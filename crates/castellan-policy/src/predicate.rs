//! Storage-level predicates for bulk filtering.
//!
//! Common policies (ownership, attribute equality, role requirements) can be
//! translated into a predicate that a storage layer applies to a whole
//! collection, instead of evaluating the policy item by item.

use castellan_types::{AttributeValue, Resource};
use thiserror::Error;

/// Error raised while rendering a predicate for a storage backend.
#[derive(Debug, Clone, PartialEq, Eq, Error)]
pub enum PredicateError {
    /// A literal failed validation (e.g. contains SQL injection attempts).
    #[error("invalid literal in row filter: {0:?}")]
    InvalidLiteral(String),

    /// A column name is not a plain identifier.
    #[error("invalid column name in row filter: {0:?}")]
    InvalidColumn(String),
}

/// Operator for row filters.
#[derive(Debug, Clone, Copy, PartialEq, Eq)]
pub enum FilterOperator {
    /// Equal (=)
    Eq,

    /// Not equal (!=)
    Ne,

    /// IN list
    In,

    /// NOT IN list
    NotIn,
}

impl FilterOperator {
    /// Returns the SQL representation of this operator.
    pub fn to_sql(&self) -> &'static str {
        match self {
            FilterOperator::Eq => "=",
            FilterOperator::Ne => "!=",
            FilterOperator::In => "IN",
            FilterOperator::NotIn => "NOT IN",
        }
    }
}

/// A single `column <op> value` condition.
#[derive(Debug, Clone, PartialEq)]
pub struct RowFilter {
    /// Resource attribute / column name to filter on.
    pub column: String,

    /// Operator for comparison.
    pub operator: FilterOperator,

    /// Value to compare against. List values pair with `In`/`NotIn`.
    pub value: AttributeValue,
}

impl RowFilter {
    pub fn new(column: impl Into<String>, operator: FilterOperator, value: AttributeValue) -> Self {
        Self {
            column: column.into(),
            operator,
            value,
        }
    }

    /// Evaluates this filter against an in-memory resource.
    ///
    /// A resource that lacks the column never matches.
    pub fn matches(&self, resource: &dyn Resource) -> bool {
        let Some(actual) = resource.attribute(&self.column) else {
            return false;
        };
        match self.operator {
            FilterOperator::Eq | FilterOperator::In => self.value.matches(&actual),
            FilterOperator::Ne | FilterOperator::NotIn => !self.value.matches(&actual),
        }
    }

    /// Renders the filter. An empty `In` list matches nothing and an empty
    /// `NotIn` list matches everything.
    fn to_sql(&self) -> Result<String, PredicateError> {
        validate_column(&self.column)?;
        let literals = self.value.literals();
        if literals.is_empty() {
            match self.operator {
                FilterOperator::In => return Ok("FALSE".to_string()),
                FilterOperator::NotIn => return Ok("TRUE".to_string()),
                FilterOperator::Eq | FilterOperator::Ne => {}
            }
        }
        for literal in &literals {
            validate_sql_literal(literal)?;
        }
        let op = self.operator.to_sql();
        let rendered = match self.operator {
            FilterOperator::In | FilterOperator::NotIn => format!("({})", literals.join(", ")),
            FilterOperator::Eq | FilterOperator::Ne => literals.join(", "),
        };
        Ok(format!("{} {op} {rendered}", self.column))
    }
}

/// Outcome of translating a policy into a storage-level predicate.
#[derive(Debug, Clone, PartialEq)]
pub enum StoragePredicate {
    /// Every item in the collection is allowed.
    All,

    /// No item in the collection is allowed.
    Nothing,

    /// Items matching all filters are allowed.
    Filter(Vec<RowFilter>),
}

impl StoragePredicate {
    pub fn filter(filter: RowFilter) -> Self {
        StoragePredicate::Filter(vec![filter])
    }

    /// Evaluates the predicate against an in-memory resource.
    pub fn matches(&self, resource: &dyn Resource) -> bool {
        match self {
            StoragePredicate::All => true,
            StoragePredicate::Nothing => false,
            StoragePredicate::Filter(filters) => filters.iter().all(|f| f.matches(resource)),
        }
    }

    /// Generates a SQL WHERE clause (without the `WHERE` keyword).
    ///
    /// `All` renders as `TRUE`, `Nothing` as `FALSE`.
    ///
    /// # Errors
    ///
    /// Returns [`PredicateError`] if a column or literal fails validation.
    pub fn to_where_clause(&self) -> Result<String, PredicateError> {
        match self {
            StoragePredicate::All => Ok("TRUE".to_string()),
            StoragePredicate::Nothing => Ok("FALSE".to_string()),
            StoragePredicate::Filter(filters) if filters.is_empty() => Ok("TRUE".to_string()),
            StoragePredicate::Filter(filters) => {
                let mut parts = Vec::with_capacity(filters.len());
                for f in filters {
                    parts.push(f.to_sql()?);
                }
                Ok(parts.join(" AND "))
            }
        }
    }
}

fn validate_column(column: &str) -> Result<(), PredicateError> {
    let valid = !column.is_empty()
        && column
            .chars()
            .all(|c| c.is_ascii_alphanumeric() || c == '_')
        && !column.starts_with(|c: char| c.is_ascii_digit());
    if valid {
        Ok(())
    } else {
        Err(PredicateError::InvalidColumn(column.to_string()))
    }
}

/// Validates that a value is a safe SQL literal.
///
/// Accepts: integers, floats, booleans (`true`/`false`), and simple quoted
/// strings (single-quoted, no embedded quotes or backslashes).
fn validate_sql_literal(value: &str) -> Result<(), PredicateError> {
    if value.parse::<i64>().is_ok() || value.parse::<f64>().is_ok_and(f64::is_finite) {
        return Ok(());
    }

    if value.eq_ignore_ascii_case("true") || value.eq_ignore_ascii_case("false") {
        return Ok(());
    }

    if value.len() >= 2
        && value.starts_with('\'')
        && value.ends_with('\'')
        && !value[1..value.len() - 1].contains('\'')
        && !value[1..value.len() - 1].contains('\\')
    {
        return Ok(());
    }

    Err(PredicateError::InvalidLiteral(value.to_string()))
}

§ §

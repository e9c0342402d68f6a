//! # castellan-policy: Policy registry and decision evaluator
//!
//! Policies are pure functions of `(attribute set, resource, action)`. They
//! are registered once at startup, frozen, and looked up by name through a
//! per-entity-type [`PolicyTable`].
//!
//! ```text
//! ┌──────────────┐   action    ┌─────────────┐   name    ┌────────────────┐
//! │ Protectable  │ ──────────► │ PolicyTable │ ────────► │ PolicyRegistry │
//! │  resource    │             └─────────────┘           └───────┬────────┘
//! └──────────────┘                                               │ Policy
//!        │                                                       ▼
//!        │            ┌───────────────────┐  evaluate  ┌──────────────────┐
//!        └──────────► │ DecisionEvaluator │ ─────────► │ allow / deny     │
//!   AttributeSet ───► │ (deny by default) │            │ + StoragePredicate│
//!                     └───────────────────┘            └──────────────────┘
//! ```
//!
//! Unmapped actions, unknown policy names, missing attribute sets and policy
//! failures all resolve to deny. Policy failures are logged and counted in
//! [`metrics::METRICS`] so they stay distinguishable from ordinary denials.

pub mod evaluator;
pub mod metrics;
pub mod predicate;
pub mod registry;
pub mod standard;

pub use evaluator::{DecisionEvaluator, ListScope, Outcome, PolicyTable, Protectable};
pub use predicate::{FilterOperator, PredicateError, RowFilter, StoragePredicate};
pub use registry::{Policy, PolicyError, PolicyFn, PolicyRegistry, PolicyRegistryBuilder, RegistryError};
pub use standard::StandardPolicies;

§ §

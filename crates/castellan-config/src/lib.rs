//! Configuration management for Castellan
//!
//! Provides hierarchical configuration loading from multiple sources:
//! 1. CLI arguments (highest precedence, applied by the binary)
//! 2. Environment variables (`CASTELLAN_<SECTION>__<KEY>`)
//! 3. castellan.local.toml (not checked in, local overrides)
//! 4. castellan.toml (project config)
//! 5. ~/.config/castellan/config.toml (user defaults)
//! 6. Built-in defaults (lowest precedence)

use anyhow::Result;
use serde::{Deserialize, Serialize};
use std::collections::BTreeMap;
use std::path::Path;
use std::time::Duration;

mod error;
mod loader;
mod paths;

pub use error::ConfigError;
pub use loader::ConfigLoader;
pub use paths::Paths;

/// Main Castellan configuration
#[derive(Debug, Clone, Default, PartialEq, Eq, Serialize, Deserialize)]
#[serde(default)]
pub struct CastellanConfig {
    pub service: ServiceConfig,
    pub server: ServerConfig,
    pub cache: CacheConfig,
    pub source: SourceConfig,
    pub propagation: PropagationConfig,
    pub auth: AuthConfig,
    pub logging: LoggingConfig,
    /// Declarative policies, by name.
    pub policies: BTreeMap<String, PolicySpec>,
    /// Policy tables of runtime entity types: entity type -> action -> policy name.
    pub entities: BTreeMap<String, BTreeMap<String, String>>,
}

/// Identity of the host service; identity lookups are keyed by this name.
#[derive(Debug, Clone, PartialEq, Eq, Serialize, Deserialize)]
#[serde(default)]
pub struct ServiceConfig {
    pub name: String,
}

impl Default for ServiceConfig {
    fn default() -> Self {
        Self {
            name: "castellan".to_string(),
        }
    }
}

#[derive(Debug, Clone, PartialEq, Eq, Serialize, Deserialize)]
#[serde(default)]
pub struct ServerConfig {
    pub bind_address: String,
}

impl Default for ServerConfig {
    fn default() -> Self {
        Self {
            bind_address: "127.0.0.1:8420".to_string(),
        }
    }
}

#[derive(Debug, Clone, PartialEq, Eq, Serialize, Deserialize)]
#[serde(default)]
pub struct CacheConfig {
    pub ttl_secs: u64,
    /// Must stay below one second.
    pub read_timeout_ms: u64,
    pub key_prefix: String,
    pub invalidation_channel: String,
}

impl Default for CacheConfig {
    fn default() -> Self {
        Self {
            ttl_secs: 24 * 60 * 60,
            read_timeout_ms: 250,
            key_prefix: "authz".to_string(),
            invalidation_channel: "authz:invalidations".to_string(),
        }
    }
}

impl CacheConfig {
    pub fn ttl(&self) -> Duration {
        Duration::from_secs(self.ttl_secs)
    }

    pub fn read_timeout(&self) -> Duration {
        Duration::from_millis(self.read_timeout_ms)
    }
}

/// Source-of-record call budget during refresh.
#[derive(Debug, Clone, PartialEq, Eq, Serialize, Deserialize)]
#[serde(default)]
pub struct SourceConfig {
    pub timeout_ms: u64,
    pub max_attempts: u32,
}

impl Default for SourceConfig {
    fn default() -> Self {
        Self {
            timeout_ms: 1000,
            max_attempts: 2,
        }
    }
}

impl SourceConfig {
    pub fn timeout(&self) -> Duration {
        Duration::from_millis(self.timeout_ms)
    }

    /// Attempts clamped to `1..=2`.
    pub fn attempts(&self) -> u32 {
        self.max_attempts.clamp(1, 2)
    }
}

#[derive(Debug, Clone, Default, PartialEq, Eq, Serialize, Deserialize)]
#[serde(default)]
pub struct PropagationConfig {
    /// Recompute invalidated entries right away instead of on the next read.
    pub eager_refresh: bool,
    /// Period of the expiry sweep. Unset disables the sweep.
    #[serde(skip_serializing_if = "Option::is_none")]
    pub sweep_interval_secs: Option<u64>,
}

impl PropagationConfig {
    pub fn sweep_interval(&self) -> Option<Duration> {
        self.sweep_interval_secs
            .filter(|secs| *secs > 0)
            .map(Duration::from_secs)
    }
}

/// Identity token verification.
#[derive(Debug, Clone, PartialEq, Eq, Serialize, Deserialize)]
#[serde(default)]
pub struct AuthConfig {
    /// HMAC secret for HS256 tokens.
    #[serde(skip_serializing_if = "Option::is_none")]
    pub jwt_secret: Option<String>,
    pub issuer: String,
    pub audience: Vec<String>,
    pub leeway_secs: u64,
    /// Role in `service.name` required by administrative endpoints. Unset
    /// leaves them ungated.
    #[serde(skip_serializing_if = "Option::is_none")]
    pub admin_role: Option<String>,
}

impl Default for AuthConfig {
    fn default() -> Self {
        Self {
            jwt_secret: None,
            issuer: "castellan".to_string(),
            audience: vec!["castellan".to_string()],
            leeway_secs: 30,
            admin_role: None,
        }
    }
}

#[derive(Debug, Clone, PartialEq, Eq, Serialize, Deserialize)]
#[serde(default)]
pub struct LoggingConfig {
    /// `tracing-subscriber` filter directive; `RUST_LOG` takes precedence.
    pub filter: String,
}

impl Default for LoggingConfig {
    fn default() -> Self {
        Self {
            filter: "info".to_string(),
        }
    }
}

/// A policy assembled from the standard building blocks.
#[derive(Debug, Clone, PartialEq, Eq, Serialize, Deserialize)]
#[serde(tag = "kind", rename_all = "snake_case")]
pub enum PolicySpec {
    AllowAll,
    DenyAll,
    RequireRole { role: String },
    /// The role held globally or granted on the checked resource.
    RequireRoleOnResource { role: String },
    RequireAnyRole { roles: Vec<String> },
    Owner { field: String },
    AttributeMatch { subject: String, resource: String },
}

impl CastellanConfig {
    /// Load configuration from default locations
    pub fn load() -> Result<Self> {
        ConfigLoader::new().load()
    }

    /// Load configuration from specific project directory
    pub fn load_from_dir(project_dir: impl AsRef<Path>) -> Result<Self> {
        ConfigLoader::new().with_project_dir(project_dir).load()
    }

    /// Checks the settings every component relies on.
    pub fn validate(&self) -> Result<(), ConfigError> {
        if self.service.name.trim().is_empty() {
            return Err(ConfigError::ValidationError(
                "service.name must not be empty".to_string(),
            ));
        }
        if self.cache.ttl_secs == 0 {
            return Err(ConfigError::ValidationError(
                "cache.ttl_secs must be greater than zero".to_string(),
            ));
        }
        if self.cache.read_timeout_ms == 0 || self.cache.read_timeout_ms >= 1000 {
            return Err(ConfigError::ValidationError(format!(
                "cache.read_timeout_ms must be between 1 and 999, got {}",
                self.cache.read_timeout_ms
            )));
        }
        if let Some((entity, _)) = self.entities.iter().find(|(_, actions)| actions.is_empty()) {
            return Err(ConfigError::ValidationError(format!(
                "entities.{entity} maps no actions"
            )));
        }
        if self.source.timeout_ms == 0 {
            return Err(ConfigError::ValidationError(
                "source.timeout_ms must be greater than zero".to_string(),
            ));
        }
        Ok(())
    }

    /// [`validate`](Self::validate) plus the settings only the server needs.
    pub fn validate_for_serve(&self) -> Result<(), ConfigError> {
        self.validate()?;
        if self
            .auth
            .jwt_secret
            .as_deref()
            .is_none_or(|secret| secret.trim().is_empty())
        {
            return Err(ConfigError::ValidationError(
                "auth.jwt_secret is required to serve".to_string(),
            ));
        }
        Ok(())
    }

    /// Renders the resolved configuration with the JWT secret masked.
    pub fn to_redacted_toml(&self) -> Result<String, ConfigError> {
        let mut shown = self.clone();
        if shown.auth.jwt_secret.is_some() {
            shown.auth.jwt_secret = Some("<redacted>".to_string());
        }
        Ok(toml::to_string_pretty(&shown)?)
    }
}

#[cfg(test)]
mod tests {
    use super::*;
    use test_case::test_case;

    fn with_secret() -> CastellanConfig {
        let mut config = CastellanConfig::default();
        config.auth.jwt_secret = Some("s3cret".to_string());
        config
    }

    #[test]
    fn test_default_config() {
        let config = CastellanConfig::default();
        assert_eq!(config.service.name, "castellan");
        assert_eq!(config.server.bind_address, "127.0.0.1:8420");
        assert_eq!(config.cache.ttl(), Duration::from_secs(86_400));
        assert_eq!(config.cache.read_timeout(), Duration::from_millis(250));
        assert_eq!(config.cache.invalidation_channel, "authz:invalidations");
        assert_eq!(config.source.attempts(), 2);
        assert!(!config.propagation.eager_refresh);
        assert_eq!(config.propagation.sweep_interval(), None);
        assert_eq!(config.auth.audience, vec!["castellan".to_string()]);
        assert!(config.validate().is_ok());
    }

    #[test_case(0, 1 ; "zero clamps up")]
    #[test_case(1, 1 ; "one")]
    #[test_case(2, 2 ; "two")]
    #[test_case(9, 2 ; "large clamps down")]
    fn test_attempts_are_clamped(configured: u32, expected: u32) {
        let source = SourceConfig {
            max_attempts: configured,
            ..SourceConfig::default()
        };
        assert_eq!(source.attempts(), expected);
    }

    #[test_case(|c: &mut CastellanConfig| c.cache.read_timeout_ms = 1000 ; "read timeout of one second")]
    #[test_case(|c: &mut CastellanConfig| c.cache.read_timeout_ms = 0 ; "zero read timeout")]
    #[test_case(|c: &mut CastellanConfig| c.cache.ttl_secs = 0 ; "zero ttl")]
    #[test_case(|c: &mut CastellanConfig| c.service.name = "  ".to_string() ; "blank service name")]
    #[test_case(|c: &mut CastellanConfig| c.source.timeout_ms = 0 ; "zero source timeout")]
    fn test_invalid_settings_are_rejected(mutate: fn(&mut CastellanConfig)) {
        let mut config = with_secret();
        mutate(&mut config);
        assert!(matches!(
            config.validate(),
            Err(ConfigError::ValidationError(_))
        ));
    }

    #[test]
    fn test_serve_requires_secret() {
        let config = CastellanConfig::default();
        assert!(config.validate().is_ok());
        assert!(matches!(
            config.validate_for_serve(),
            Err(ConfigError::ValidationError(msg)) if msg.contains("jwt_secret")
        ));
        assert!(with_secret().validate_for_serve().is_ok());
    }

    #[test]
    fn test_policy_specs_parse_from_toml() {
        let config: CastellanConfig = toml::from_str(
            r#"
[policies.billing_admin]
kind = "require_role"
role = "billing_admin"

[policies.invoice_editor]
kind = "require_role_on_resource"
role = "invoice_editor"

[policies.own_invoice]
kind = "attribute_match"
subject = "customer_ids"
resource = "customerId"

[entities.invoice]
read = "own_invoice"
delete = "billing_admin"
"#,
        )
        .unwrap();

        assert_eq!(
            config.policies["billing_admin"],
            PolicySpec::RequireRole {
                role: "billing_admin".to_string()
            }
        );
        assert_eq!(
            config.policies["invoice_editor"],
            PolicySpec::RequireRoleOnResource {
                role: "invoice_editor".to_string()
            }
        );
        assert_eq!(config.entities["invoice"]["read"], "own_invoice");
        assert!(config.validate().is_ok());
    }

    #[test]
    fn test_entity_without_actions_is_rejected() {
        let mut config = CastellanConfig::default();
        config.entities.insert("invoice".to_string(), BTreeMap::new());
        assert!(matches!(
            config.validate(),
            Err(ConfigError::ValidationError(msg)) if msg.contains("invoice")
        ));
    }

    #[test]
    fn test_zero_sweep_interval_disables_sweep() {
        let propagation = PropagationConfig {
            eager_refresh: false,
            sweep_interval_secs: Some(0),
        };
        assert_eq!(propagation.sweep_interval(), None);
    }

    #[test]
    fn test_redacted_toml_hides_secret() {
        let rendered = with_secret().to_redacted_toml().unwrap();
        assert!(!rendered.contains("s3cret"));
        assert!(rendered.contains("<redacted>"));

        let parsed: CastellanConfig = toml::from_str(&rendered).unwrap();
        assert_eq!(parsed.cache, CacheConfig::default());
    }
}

§ §

Every line in the data above that includes the word "entities" should be copied.

#### [ANSWER FOR THE TASK]
    pub entities: BTreeMap<String, BTreeMap<String, String>>,
        if let Some((entity, _)) = self.entities.iter().find(|(_, actions)| actions.is_empty()) {
                "entities.{entity} maps no actions"
[entities.invoice]
        assert_eq!(config.entities["invoice"]["read"], "own_invoice");
        config.entities.insert("invoice".to_string(), BTreeMap::new());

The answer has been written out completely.